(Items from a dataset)
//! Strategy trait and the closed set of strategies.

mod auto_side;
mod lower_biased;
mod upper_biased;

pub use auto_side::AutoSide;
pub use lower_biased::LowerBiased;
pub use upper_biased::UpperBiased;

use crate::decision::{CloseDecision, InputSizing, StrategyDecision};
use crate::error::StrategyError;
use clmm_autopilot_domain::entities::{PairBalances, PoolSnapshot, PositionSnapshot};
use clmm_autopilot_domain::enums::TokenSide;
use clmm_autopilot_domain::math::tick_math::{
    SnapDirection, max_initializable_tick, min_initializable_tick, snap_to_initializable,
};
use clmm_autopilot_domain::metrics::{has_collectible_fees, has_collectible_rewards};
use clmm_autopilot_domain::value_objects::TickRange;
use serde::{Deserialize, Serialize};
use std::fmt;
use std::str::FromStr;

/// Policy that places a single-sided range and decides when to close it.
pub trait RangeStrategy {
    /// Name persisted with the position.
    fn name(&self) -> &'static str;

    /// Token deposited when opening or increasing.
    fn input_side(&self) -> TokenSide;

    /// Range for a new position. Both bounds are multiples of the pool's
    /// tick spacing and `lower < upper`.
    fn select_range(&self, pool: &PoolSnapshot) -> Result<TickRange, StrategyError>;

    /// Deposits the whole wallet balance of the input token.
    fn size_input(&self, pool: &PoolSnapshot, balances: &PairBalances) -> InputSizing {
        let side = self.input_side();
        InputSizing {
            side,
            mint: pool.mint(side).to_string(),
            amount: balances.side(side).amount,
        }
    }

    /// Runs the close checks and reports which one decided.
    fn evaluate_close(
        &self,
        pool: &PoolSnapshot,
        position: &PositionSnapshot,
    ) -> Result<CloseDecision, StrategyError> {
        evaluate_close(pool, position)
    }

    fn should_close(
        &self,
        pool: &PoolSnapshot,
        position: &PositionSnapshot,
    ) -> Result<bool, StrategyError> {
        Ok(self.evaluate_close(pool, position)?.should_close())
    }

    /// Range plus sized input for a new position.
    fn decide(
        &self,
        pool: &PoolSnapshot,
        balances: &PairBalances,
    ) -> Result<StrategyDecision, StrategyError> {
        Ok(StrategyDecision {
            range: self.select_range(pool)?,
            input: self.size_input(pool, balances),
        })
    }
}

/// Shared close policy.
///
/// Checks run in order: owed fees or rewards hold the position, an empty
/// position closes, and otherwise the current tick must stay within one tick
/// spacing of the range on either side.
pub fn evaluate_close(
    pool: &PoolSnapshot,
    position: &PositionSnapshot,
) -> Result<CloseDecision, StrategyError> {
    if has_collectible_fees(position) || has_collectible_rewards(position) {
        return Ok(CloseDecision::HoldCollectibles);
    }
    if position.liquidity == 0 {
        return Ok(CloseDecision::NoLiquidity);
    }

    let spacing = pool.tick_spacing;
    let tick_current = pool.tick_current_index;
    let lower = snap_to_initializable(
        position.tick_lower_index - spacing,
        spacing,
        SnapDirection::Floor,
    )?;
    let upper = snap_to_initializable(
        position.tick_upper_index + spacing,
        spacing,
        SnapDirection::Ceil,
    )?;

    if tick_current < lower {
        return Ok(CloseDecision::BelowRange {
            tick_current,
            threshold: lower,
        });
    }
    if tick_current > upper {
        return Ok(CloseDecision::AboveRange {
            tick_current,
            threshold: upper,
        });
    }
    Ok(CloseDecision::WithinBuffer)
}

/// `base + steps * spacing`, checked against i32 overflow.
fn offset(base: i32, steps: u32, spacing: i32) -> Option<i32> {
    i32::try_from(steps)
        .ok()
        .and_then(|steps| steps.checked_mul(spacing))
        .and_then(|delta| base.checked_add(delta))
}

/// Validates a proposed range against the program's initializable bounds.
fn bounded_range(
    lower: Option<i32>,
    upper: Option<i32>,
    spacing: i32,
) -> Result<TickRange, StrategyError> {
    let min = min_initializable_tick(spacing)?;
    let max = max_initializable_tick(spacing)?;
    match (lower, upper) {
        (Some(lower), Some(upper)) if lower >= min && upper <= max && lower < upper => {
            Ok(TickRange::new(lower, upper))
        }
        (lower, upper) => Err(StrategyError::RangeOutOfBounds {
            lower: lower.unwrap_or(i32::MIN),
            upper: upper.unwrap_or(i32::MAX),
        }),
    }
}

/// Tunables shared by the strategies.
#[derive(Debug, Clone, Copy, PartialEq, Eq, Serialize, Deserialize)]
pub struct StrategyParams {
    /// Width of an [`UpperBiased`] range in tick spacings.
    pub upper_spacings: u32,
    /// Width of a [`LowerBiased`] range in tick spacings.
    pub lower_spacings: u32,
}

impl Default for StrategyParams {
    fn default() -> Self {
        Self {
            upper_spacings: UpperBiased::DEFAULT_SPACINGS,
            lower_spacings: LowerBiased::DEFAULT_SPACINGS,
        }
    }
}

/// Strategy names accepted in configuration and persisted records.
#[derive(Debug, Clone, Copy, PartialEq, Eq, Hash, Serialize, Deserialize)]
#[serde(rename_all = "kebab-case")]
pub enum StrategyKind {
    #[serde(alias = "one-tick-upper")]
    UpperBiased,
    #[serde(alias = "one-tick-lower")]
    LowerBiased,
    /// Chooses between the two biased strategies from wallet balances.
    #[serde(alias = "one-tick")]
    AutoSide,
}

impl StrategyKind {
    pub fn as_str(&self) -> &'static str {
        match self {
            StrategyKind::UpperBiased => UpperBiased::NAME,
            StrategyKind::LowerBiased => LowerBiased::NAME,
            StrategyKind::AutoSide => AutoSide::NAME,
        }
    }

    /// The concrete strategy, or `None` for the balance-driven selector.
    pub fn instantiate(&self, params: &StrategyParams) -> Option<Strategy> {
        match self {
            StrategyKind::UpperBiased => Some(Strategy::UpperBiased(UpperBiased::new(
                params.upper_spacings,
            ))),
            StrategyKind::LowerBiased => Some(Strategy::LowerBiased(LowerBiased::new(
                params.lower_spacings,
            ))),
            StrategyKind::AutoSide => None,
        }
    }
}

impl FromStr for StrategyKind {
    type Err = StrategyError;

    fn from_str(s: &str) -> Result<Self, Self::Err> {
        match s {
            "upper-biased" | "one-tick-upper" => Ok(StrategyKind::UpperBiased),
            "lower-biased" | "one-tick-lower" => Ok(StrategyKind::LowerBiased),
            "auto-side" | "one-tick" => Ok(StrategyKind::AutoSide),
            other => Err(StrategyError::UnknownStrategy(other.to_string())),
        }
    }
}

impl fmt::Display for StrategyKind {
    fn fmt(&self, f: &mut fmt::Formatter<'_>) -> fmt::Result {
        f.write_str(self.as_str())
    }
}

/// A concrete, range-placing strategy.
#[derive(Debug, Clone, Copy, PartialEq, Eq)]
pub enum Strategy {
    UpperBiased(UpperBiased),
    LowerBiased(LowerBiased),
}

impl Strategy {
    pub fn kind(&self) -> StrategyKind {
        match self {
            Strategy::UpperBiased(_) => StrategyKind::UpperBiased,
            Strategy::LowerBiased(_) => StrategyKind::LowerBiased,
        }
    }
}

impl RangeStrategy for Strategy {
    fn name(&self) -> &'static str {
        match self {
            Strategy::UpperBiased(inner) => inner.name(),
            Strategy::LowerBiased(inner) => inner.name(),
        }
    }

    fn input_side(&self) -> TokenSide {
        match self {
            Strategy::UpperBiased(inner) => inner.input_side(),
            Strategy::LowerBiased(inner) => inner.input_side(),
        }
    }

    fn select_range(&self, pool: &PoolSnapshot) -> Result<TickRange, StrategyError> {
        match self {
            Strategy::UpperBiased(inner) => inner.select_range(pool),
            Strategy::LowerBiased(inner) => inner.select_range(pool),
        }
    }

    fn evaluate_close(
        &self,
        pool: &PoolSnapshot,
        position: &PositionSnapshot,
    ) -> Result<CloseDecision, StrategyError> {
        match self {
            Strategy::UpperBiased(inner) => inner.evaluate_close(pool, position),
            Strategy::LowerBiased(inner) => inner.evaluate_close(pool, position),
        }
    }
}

→ About this task
Bring together each line above where the string "Width" turns up.

→ Result for this task
    /// Width of an [`UpperBiased`] range in tick spacings.
    /// Width of a [`LowerBiased`] range in tick spacings.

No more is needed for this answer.